(Il vero motivo per cui la Apple produce in Cina)
di Andrea Laterza
Da studente d’ingegneria ambientale spesso mi imbatto in argomenti che, all’apparenza possono sembrare banali, ma in realtà toccano la nostra vita ogni giorno più di quanto si pensi.
Uno di questi riguarda il recupero delle Terre Rare.
Ma cosa sono? E cosa interessa a noi comuni mortali recuperare terre, per lo più rare! Non abbiamo nessun Superman da alimentare con kriptonite!
Procediamo per piccoli passi: la denominazione metalli rari, o terre rare (in inglese Ree, Rare Earth Elements) viene utilizzata per indicare una serie di materiali in realtà tutt’altro che rari, anzi largamente diffusi sulla crosta terrestre: si pensi che la loro quantità è paragonabile a quella di nichel, rame, zinco o piombo e che alcuni di essi sono più abbondanti dell’argento o dello stagno; persino i due elementi più rari (tulio e lutezio) sono all’incirca 200 volte più comuni dell’oro.

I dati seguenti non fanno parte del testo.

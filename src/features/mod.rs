//! Feature engineering
//!
//! Turns a raw dataset into the processed file: missing values are dropped
//! or filled, calendar attributes are derived from the timestamp, the
//! generation mix is expressed as percentages, and numeric outliers are
//! clipped to their IQR fences.

pub mod outliers;

pub use outliers::{clip_outliers, outlier_summary, IqrFences, OutlierCount};

use std::path::Path;

use chrono::{Datelike, Timelike};
use serde::{Deserialize, Serialize};
use tracing::{debug, info};

use crate::config::PreprocessingConfig;
use crate::data::{Column, ColumnData, Frame, Schema, TARGET_COLUMN};
use crate::error::{PipelineError, Result};

pub const PERCENTAGE_SUFFIX: &str = "_percentage";

/// Meteorological season of a calendar month.
#[derive(Debug, Clone, Copy, PartialEq, Eq, Serialize, Deserialize)]
pub enum Season {
    Winter,
    Spring,
    Summer,
    Fall,
}

impl Season {
    /// Seasons in sorted label order; the index is the numeric season code.
    pub const BY_CODE: [Season; 4] = [Season::Fall, Season::Spring, Season::Summer, Season::Winter];

    pub fn from_month(month: u32) -> Self {
        match month {
            12 | 1 | 2 => Season::Winter,
            3..=5 => Season::Spring,
            6..=8 => Season::Summer,
            _ => Season::Fall,
        }
    }

    pub fn from_code(code: usize) -> Option<Self> {
        Self::BY_CODE.get(code).copied()
    }

    pub fn as_str(self) -> &'static str {
        match self {
            Season::Winter => "Winter",
            Season::Spring => "Spring",
            Season::Summer => "Summer",
            Season::Fall => "Fall",
        }
    }
}

/// Label written for boolean calendar flags.
pub fn flag_label(flag: bool) -> &'static str {
    if flag {
        "True"
    } else {
        "False"
    }
}

#[derive(Debug, Clone, Default, PartialEq, Eq, Serialize)]
pub struct MissingValueReport {
    pub dropped_columns: Vec<String>,
    pub dropped_rows: usize,
}

#[derive(Debug, Clone)]
pub struct EngineeredFrame {
    pub frame: Frame,
    pub missing: MissingValueReport,
    /// Outlier counts measured before clipping.
    pub outliers: Vec<OutlierCount>,
}

pub struct FeatureEngineer {
    missing_row_threshold: f64,
}

fn fill_forward_backward<T: Clone>(values: &mut [Option<T>]) {
    let mut last: Option<T> = None;
    for cell in values.iter_mut() {
        match cell {
            Some(v) => last = Some(v.clone()),
            None => *cell = last.clone(),
        }
    }
    let mut next: Option<T> = None;
    for cell in values.iter_mut().rev() {
        match cell {
            Some(v) => next = Some(v.clone()),
            None => *cell = next.clone(),
        }
    }
}

impl FeatureEngineer {
    pub fn new(config: &PreprocessingConfig) -> Self {
        Self {
            missing_row_threshold: config.missing_row_threshold,
        }
    }

    /// Drop empty columns and sparse rows, then forward/backward fill.
    pub fn handle_missing_values(&self, frame: &mut Frame) -> MissingValueReport {
        let dropped_columns: Vec<String> = frame
            .columns()
            .iter()
            .filter(|c| c.data.missing_count() == c.len())
            .map(|c| c.name.clone())
            .collect();
        let names: Vec<&str> = dropped_columns.iter().map(String::as_str).collect();
        frame.drop_columns(&names);

        let min_present = (frame.n_cols() as f64 * self.missing_row_threshold).floor() as usize;
        let keep: Vec<bool> = (0..frame.n_rows())
            .map(|row| frame.row_non_missing(row) >= min_present)
            .collect();
        let dropped_rows = keep.iter().filter(|k| !**k).count();
        if dropped_rows > 0 {
            frame.retain_rows(&keep);
        }

        let remaining: Vec<String> = frame.column_names().into_iter().map(str::to_string).collect();
        for name in &remaining {
            if let Some(column) = frame.column_mut(name) {
                match &mut column.data {
                    ColumnData::Timestamp(v) => fill_forward_backward(v),
                    ColumnData::Numeric(v) => fill_forward_backward(v),
                    ColumnData::Categorical(v) => fill_forward_backward(v),
                }
            }
        }

        debug!(
            dropped_columns = dropped_columns.len(),
            dropped_rows,
            shape = ?frame.shape(),
            "handled missing values"
        );
        MissingValueReport {
            dropped_columns,
            dropped_rows,
        }
    }

    /// Derive hour, day_of_week (Monday = 0), month, year, is_weekend and season.
    pub fn add_calendar_features(
        &self,
        frame: &mut Frame,
        timestamp_column: &str,
        source: &Path,
    ) -> Result<()> {
        let stamps = match &frame.require_column(timestamp_column, source)?.data {
            ColumnData::Timestamp(v) => v.clone(),
            _ => {
                return Err(PipelineError::Schema(format!(
                    "column '{}' is not a timestamp",
                    timestamp_column
                )))
            }
        };

        let numeric = |f: fn(&chrono::DateTime<chrono::Utc>) -> f64| -> Vec<Option<f64>> {
            stamps.iter().map(|ts| ts.as_ref().map(f)).collect()
        };
        let hour = numeric(|ts| ts.hour() as f64);
        let day_of_week = numeric(|ts| ts.weekday().num_days_from_monday() as f64);
        let month = numeric(|ts| ts.month() as f64);
        let year = numeric(|ts| ts.year() as f64);
        let is_weekend = stamps
            .iter()
            .map(|ts| ts.map(|t| flag_label(t.weekday().num_days_from_monday() >= 5).to_string()))
            .collect();
        let season = stamps
            .iter()
            .map(|ts| ts.map(|t| Season::from_month(t.month()).as_str().to_string()))
            .collect();

        frame.push_column(Column::numeric("hour", hour))?;
        frame.push_column(Column::numeric("day_of_week", day_of_week))?;
        frame.push_column(Column::numeric("month", month))?;
        frame.push_column(Column::numeric("year", year))?;
        frame.push_column(Column::categorical("is_weekend", is_weekend))?;
        frame.push_column(Column::categorical("season", season))?;
        Ok(())
    }

    /// Add `<source>_percentage` for every generation column when the frame
    /// carries actual load. Returns the names of the added columns.
    pub fn add_generation_percentages(&self, frame: &mut Frame) -> Result<Vec<String>> {
        if !frame.has_column(TARGET_COLUMN) {
            return Ok(Vec::new());
        }

        let sources = generation_sources(frame);
        let columns: Vec<&[Option<f64>]> = sources
            .iter()
            .filter_map(|name| frame.numeric(name))
            .collect();
        let percentages = generation_percentages(&columns, frame.n_rows());

        let mut added = Vec::with_capacity(sources.len());
        for (name, values) in sources.iter().zip(percentages) {
            let pct_name = format!("{}{}", name, PERCENTAGE_SUFFIX);
            frame.push_column(Column::numeric(pct_name.clone(), values))?;
            added.push(pct_name);
        }
        Ok(added)
    }

    /// Full engineering pass for one dataset.
    pub fn engineer(&self, mut frame: Frame, schema: &Schema, source: &Path) -> Result<EngineeredFrame> {
        let missing = self.handle_missing_values(&mut frame);
        self.add_calendar_features(&mut frame, schema.timestamp_column, source)?;
        let percentages = self.add_generation_percentages(&mut frame)?;

        let outliers = outlier_summary(&frame);
        let clipped = clip_outliers(&mut frame);

        info!(
            dataset = schema.name,
            rows = frame.n_rows(),
            columns = frame.n_cols(),
            percentage_columns = percentages.len(),
            clipped_columns = clipped.len(),
            "engineered features"
        );
        Ok(EngineeredFrame {
            frame,
            missing,
            outliers,
        })
    }
}

/// Numeric columns naming a generation source (derived percentages excluded).
pub fn generation_sources(frame: &Frame) -> Vec<String> {
    frame
        .numeric_column_names()
        .into_iter()
        .filter(|name| name.contains("generation") && !name.ends_with(PERCENTAGE_SUFFIX))
        .collect()
}

/// Row-wise share of each source in the summed generation, in percent.
///
/// Missing cells count as zero generation; a row whose total is zero gets 0
/// for every source.
pub fn generation_percentages(sources: &[&[Option<f64>]], n_rows: usize) -> Vec<Vec<Option<f64>>> {
    let totals: Vec<f64> = (0..n_rows)
        .map(|row| sources.iter().filter_map(|c| c[row]).sum())
        .collect();

    sources
        .iter()
        .map(|column| {
            column
                .iter()
                .zip(&totals)
                .map(|(value, total)| {
                    let pct = match value {
                        Some(v) if *total != 0.0 => v / total * 100.0,
                        _ => 0.0,
                    };
                    Some(if pct.is_finite() { pct } else { 0.0 })
                })
                .collect()
        })
        .collect()
}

Essa deriva piuttosto dal fatto che in passato erano ritenuti presenti solo in minerali rari e che le loro concentrazioni in peso sono piuttosto basse, variando da una decina a qualche centinaio di parti per milione, fattore questo che rende la loro estrazione e lavorazione complesse e costose.
Nondimeno, le loro peculiarità sono tali da renderle particolarmente apprezzate e idonee alla realizzazione di una vasta serie di beni a tecnologia avanzata, cui conferiscono proprietà difficilmente ottenibili con materiali alternativi.
Per tale motivo i loro consumi nei Paesi occidentali sono andati crescendo sensibilmente nell’ultimo decennio, contribuendo a spingerne in alto la quotazione, che, complice, ad un certo punto, una forte riduzione dell’offerta sui mercati internazionali, ha toccato livelli estremamente elevati.
Le terre rare sono fondamentali nella realizzazione di innumerevoli prodotti ad alta tecnologia, in cui sono presenti quasi sempre sotto forma di ossidi o di leghe con altri metalli: computer, iPhone, iPad, laser, sensori, sistemi di navigazione, superconduttori, marmitte catalitiche, batterie per auto elettriche, motori per veicoli ibridi, magneti permanenti, generatori per turbine eoliche, impianti fotovoltaici, lampade fluorescenti costituiscono solo alcuni dei settori di impiego, per non parlare di applicazioni strategiche in campo militare, quali motori aerei avanzati, missili intelligenti e radar sofisticati (al punto che, si sostiene, una loro penuria metterebbe in crisi le stesse Forze Armate).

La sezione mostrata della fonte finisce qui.